PROBLEM: Print the records exactly. Miss nothing.

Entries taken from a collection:
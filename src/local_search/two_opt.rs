//! Single improving-move 2-opt scan.
//!
//! # Algorithm
//!
//! For each pair of non-adjacent tour positions (i, j) with j ≥ i + 2,
//! compute the change in cycle length from removing edges
//! (t[i], t[i+1]) and (t[j], t[(j+1) mod n]) and reconnecting as
//! (t[i], t[j]) and (t[i+1], t[(j+1) mod n]):
//!
//! ```text
//! delta = d(t[i], t[j]) + d(t[i+1], t[(j+1) % n])
//!       - d(t[i], t[i+1]) - d(t[j], t[(j+1) % n])
//! ```
//!
//! The first pair with delta < -epsilon is applied immediately by reversing
//! the segment [i+1, j+1) and the scan stops (first-improvement strategy,
//! fixed row-major tie-break). The cyclic successor keeps the closing edge
//! t[n-1] → t[0] in play, so the tour is treated as a closed cycle.
//!
//! # Complexity
//!
//! O(n²) per call; at most one reversal is applied.
//!
//! # Reference
//!
//! Croes, G.A. (1958). "A method for solving traveling salesman problems",
//! *Operations Research* 6(6), 791-812.

use crate::distance::DistanceMatrix;
use crate::tour::Tour;

/// A 2-opt exchange that was found and applied by [`improve_step`].
#[derive(Debug, Clone, Copy, PartialEq)]
pub struct ExchangeMove {
    /// Outer cut position: the edge after tour position `i` was removed.
    pub i: usize,
    /// Inner cut position: the edge after tour position `j` was removed.
    pub j: usize,
    /// Change in cycle length. Always strictly below the scan's `-epsilon`.
    pub delta: f64,
}

/// Scans for the first strictly improving 2-opt exchange and applies it.
///
/// Positions are enumerated with `i` in `0..n-1` and `j` in `i+2..n`,
/// skipping adjacent pairs (reversing a single entry changes nothing).
/// On a hit the segment `[i+1, j+1)` is reversed in place and the move is
/// returned; `None` means the tour is 2-opt locally optimal under
/// `epsilon`, and the tour is left untouched.
///
/// `epsilon` guards against floating-point noise: only exchanges with
/// `delta < -epsilon` are accepted, so flat plateaus never loop.
///
/// # Examples
///
/// ```
/// use tour_opt::distance::DistanceMatrix;
/// use tour_opt::local_search::improve_step;
/// use tour_opt::tour::Tour;
///
/// let dm = DistanceMatrix::from_rows(&[
///     vec![0.0, 10.0, 15.0, 20.0],
///     vec![10.0, 0.0, 35.0, 25.0],
///     vec![15.0, 35.0, 0.0, 30.0],
///     vec![20.0, 25.0, 30.0, 0.0],
/// ])?;
/// let mut tour = Tour::identity(4);
///
/// let mv = improve_step(&mut tour, &dm, 1e-10).expect("improvable");
/// assert_eq!((mv.i, mv.j), (1, 3));
/// assert!((mv.delta + 15.0).abs() < 1e-10);
/// assert_eq!(tour.order(), &[0, 1, 3, 2]);
/// # Ok::<(), tour_opt::Error>(())
/// ```
pub fn improve_step(
    tour: &mut Tour,
    distances: &DistanceMatrix,
    epsilon: f64,
) -> Option<ExchangeMove> {
    let n = tour.len();
    if n < 3 {
        return None;
    }

    for i in 0..n - 1 {
        for j in i + 2..n {
            let succ_j = (j + 1) % n;
            let delta = -distances.get(tour.city(i), tour.city(i + 1))
                - distances.get(tour.city(j), tour.city(succ_j))
                + distances.get(tour.city(i), tour.city(j))
                + distances.get(tour.city(i + 1), tour.city(succ_j));

            if delta < -epsilon {
                tour.reverse_segment(i + 1, j + 1);
                return Some(ExchangeMove { i, j, delta });
            }
        }
    }

    None
}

SOLUTION FOR THIS PROBLEM:
filename src/local_search/two_opt.rs
//! Single improving-move 2-opt scan.
//!
//! # Algorithm
//!
//! For each pair of non-adjacent tour positions (i, j) with j ≥ i + 2,
//! compute the change in cycle length from removing edges
//! (t[i], t[i+1]) and (t[j], t[(j+1) mod n]) and reconnecting as
//! (t[i], t[j]) and (t[i+1], t[(j+1) mod n]):
//!
//! ```text
//! delta = d(t[i], t[j]) + d(t[i+1], t[(j+1) % n])
//!       - d(t[i], t[i+1]) - d(t[j], t[(j+1) % n])
//! ```
//!
//! The first pair with delta < -epsilon is applied immediately by reversing
//! the segment [i+1, j+1) and the scan stops (first-improvement strategy,
//! fixed row-major tie-break). The cyclic successor keeps the closing edge
//! t[n-1] → t[0] in play, so the tour is treated as a closed cycle.
//!
//! # Complexity
//!
//! O(n²) per call; at most one reversal is applied.
//!
//! # Reference
//!
//! Croes, G.A. (1958). "A method for solving traveling salesman problems",
//! *Operations Research* 6(6), 791-812.

use crate::distance::DistanceMatrix;
use crate::tour::Tour;

/// A 2-opt exchange that was found and applied by [`improve_step`].
#[derive(Debug, Clone, Copy, PartialEq)]
pub struct ExchangeMove {
    /// Outer cut position: the edge after tour position `i` was removed.
    pub i: usize,
    /// Inner cut position: the edge after tour position `j` was removed.
    pub j: usize,
    /// Change in cycle length. Always strictly below the scan's `-epsilon`.
    pub delta: f64,
}

/// Scans for the first strictly improving 2-opt exchange and applies it.
///
/// Positions are enumerated with `i` in `0..n-1` and `j` in `i+2..n`,
/// skipping adjacent pairs (reversing a single entry changes nothing).
/// On a hit the segment `[i+1, j+1)` is reversed in place and the move is
/// returned; `None` means the tour is 2-opt locally optimal under
/// `epsilon`, and the tour is left untouched.
///
/// `epsilon` guards against floating-point noise: only exchanges with
/// `delta < -epsilon` are accepted, so flat plateaus never loop.
///
/// # Examples
///
/// ```
/// use tour_opt::distance::DistanceMatrix;
/// use tour_opt::local_search::improve_step;
/// use tour_opt::tour::Tour;
///
/// let dm = DistanceMatrix::from_rows(&[
///     vec![0.0, 10.0, 15.0, 20.0],
///     vec![10.0, 0.0, 35.0, 25.0],
///     vec![15.0, 35.0, 0.0, 30.0],
///     vec![20.0, 25.0, 30.0, 0.0],
/// ])?;
/// let mut tour = Tour::identity(4);
///
/// let mv = improve_step(&mut tour, &dm, 1e-10).expect("improvable");
/// assert_eq!((mv.i, mv.j), (1, 3));
/// assert!((mv.delta + 15.0).abs() < 1e-10);
/// assert_eq!(tour.order(), &[0, 1, 3, 2]);
/// # Ok::<(), tour_opt::Error>(())
/// ```
pub fn improve_step(
    tour: &mut Tour,
    distances: &DistanceMatrix,
    epsilon: f64,
) -> Option<ExchangeMove> {
    let n = tour.len();
    if n < 3 {
        return None;
    }

    for i in 0..n - 1 {
        for j in i + 2..n {
            let succ_j = (j + 1) % n;
            let delta = -distances.get(tour.city(i), tour.city(i + 1))
                - distances.get(tour.city(j), tour.city(succ_j))
                + distances.get(tour.city(i), tour.city(j))
                + distances.get(tour.city(i + 1), tour.city(succ_j));

            if delta < -epsilon {
                tour.reverse_segment(i + 1, j + 1);
                return Some(ExchangeMove { i, j, delta });
            }
        }
    }

    None
}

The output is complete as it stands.